* [Task description] The output must reproduce each line of the data word for word.

Saved data entries
===============

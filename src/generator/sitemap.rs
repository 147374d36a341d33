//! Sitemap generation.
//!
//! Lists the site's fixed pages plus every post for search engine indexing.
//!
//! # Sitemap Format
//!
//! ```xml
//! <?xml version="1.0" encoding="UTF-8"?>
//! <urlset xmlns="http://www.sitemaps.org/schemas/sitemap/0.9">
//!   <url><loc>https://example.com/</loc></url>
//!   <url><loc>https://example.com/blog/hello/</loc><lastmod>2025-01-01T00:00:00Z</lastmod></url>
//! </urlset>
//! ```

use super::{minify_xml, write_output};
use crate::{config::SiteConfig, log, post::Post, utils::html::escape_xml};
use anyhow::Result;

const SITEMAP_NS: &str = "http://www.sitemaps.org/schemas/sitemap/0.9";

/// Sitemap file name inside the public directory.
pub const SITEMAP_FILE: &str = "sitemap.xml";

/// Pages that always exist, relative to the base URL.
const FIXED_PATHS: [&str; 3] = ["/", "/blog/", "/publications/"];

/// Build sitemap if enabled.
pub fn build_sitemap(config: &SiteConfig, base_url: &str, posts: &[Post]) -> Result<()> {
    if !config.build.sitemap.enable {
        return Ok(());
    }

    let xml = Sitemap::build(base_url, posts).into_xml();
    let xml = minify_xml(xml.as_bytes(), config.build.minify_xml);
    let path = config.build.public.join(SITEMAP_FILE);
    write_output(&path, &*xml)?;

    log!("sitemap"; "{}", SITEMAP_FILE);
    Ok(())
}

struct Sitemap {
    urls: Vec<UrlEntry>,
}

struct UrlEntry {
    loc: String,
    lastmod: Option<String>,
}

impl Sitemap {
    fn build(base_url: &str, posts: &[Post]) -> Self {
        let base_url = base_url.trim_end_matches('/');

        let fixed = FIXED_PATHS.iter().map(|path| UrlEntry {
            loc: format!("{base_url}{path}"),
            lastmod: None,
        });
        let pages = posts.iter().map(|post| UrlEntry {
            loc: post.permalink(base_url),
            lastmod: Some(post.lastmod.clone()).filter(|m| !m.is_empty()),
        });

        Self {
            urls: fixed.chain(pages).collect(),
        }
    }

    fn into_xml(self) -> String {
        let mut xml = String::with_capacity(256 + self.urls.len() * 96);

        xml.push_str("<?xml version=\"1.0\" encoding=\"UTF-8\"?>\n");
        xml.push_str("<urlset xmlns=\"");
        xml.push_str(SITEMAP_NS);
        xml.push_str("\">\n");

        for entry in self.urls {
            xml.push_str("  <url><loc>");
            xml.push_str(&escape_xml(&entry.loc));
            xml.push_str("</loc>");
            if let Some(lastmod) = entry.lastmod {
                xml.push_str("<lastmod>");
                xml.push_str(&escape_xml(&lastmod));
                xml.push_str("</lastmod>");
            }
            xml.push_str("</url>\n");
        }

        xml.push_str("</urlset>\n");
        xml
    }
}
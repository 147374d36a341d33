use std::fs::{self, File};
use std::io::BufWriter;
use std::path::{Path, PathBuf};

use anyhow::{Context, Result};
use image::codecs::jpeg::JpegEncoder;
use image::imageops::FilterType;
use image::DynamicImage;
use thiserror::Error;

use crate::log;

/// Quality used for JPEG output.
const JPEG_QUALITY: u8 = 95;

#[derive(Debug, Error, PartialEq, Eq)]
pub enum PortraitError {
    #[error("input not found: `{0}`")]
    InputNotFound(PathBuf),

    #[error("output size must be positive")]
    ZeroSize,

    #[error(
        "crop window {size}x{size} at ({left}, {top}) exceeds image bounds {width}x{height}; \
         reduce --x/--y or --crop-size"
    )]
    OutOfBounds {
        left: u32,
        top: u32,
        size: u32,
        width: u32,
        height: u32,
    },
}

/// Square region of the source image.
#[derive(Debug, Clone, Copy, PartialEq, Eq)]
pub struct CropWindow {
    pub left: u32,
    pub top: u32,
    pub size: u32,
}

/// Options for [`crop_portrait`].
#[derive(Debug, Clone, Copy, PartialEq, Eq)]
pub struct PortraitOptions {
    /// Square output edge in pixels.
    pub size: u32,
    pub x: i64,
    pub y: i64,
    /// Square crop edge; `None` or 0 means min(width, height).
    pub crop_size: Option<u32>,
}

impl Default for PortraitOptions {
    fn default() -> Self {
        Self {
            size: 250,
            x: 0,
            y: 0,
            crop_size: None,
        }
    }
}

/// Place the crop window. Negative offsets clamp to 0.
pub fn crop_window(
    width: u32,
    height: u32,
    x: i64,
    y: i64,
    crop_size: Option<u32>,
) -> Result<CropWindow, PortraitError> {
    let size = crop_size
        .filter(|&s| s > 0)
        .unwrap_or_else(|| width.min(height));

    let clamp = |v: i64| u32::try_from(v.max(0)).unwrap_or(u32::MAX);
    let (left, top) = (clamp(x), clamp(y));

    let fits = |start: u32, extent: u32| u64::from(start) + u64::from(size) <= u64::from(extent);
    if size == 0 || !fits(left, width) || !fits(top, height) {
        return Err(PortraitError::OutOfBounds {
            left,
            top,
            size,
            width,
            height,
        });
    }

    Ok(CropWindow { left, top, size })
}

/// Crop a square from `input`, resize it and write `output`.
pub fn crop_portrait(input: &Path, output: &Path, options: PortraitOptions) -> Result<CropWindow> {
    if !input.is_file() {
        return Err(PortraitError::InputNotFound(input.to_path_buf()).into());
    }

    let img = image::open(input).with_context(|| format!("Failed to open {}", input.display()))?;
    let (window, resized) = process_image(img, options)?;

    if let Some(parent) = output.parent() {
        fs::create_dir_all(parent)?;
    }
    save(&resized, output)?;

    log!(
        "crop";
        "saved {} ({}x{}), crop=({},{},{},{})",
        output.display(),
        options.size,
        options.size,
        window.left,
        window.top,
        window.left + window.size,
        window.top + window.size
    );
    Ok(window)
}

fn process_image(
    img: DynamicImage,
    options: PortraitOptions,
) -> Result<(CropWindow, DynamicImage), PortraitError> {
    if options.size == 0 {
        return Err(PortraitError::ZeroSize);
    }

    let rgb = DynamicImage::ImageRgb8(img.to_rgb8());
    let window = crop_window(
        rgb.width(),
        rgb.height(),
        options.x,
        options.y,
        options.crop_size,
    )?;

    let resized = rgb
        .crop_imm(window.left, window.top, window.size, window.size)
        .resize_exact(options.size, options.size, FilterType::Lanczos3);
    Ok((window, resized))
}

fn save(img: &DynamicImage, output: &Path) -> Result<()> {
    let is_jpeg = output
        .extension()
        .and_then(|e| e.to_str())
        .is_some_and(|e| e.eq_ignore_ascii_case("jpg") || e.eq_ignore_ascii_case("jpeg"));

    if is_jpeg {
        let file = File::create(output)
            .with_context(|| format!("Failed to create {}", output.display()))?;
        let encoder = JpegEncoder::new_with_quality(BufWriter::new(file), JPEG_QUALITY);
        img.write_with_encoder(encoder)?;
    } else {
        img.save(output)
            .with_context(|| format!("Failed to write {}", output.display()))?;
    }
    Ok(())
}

===============

* [Task solution]
filename src/generator/sitemap.rs
repository 147374d36a341d33
//! Sitemap generation.
//!
//! Lists the site's fixed pages plus every post for search engine indexing.
//!
//! # Sitemap Format
//!
//! ```xml
//! <?xml version="1.0" encoding="UTF-8"?>
//! <urlset xmlns="http://www.sitemaps.org/schemas/sitemap/0.9">
//!   <url><loc>https://example.com/</loc></url>
//!   <url><loc>https://example.com/blog/hello/</loc><lastmod>2025-01-01T00:00:00Z</lastmod></url>
//! </urlset>
//! ```

use super::{minify_xml, write_output};
use crate::{config::SiteConfig, log, post::Post, utils::html::escape_xml};
use anyhow::Result;

const SITEMAP_NS: &str = "http://www.sitemaps.org/schemas/sitemap/0.9";

/// Sitemap file name inside the public directory.
pub const SITEMAP_FILE: &str = "sitemap.xml";

/// Pages that always exist, relative to the base URL.
const FIXED_PATHS: [&str; 3] = ["/", "/blog/", "/publications/"];

/// Build sitemap if enabled.
pub fn build_sitemap(config: &SiteConfig, base_url: &str, posts: &[Post]) -> Result<()> {
    if !config.build.sitemap.enable {
        return Ok(());
    }

    let xml = Sitemap::build(base_url, posts).into_xml();
    let xml = minify_xml(xml.as_bytes(), config.build.minify_xml);
    let path = config.build.public.join(SITEMAP_FILE);
    write_output(&path, &*xml)?;

    log!("sitemap"; "{}", SITEMAP_FILE);
    Ok(())
}

struct Sitemap {
    urls: Vec<UrlEntry>,
}

struct UrlEntry {
    loc: String,
    lastmod: Option<String>,
}

impl Sitemap {
    fn build(base_url: &str, posts: &[Post]) -> Self {
        let base_url = base_url.trim_end_matches('/');

        let fixed = FIXED_PATHS.iter().map(|path| UrlEntry {
            loc: format!("{base_url}{path}"),
            lastmod: None,
        });
        let pages = posts.iter().map(|post| UrlEntry {
            loc: post.permalink(base_url),
            lastmod: Some(post.lastmod.clone()).filter(|m| !m.is_empty()),
        });

        Self {
            urls: fixed.chain(pages).collect(),
        }
    }

    fn into_xml(self) -> String {
        let mut xml = String::with_capacity(256 + self.urls.len() * 96);

        xml.push_str("<?xml version=\"1.0\" encoding=\"UTF-8\"?>\n");
        xml.push_str("<urlset xmlns=\"");
        xml.push_str(SITEMAP_NS);
        xml.push_str("\">\n");

        for entry in self.urls {
            xml.push_str("  <url><loc>");
            xml.push_str(&escape_xml(&entry.loc));
            xml.push_str("</loc>");
            if let Some(lastmod) = entry.lastmod {
                xml.push_str("<lastmod>");
                xml.push_str(&escape_xml(&lastmod));
                xml.push_str("</lastmod>");
            }
            xml.push_str("</url>\n");
        }

        xml.push_str("</urlset>\n");
        xml
    }
}
repository 147374d36a341d33
use std::fs::{self, File};
use std::io::BufWriter;
use std::path::{Path, PathBuf};

use anyhow::{Context, Result};
use image::codecs::jpeg::JpegEncoder;
use image::imageops::FilterType;
use image::DynamicImage;
use thiserror::Error;

use crate::log;

/// Quality used for JPEG output.
const JPEG_QUALITY: u8 = 95;

#[derive(Debug, Error, PartialEq, Eq)]
pub enum PortraitError {
    #[error("input not found: `{0}`")]
    InputNotFound(PathBuf),

    #[error("output size must be positive")]
    ZeroSize,

    #[error(
        "crop window {size}x{size} at ({left}, {top}) exceeds image bounds {width}x{height}; \
         reduce --x/--y or --crop-size"
    )]
    OutOfBounds {
        left: u32,
        top: u32,
        size: u32,
        width: u32,
        height: u32,
    },
}

/// Square region of the source image.
#[derive(Debug, Clone, Copy, PartialEq, Eq)]
pub struct CropWindow {
    pub left: u32,
    pub top: u32,
    pub size: u32,
}

/// Options for [`crop_portrait`].
#[derive(Debug, Clone, Copy, PartialEq, Eq)]
pub struct PortraitOptions {
    /// Square output edge in pixels.
    pub size: u32,
    pub x: i64,
    pub y: i64,
    /// Square crop edge; `None` or 0 means min(width, height).
    pub crop_size: Option<u32>,
}

impl Default for PortraitOptions {
    fn default() -> Self {
        Self {
            size: 250,
            x: 0,
            y: 0,
            crop_size: None,
        }
    }
}

/// Place the crop window. Negative offsets clamp to 0.
pub fn crop_window(
    width: u32,
    height: u32,
    x: i64,
    y: i64,
    crop_size: Option<u32>,
) -> Result<CropWindow, PortraitError> {
    let size = crop_size
        .filter(|&s| s > 0)
        .unwrap_or_else(|| width.min(height));

    let clamp = |v: i64| u32::try_from(v.max(0)).unwrap_or(u32::MAX);
    let (left, top) = (clamp(x), clamp(y));

    let fits = |start: u32, extent: u32| u64::from(start) + u64::from(size) <= u64::from(extent);
    if size == 0 || !fits(left, width) || !fits(top, height) {
        return Err(PortraitError::OutOfBounds {
            left,
            top,
            size,
            width,
            height,
        });
    }

    Ok(CropWindow { left, top, size })
}

/// Crop a square from `input`, resize it and write `output`.
pub fn crop_portrait(input: &Path, output: &Path, options: PortraitOptions) -> Result<CropWindow> {
    if !input.is_file() {
        return Err(PortraitError::InputNotFound(input.to_path_buf()).into());
    }

    let img = image::open(input).with_context(|| format!("Failed to open {}", input.display()))?;
    let (window, resized) = process_image(img, options)?;

    if let Some(parent) = output.parent() {
        fs::create_dir_all(parent)?;
    }
    save(&resized, output)?;

    log!(
        "crop";
        "saved {} ({}x{}), crop=({},{},{},{})",
        output.display(),
        options.size,
        options.size,
        window.left,
        window.top,
        window.left + window.size,
        window.top + window.size
    );
    Ok(window)
}

fn process_image(
    img: DynamicImage,
    options: PortraitOptions,
) -> Result<(CropWindow, DynamicImage), PortraitError> {
    if options.size == 0 {
        return Err(PortraitError::ZeroSize);
    }

    let rgb = DynamicImage::ImageRgb8(img.to_rgb8());
    let window = crop_window(
        rgb.width(),
        rgb.height(),
        options.x,
        options.y,
        options.crop_size,
    )?;

    let resized = rgb
        .crop_imm(window.left, window.top, window.size, window.size)
        .resize_exact(options.size, options.size, FilterType::Lanczos3);
    Ok((window, resized))
}

fn save(img: &DynamicImage, output: &Path) -> Result<()> {
    let is_jpeg = output
        .extension()
        .and_then(|e| e.to_str())
        .is_some_and(|e| e.eq_ignore_ascii_case("jpg") || e.eq_ignore_ascii_case("jpeg"));

    if is_jpeg {
        let file = File::create(output)
            .with_context(|| format!("Failed to create {}", output.display()))?;
        let encoder = JpegEncoder::new_with_quality(BufWriter::new(file), JPEG_QUALITY);
        img.write_with_encoder(encoder)?;
    } else {
        img.save(output)
            .with_context(|| format!("Failed to write {}", output.display()))?;
    }
    Ok(())
}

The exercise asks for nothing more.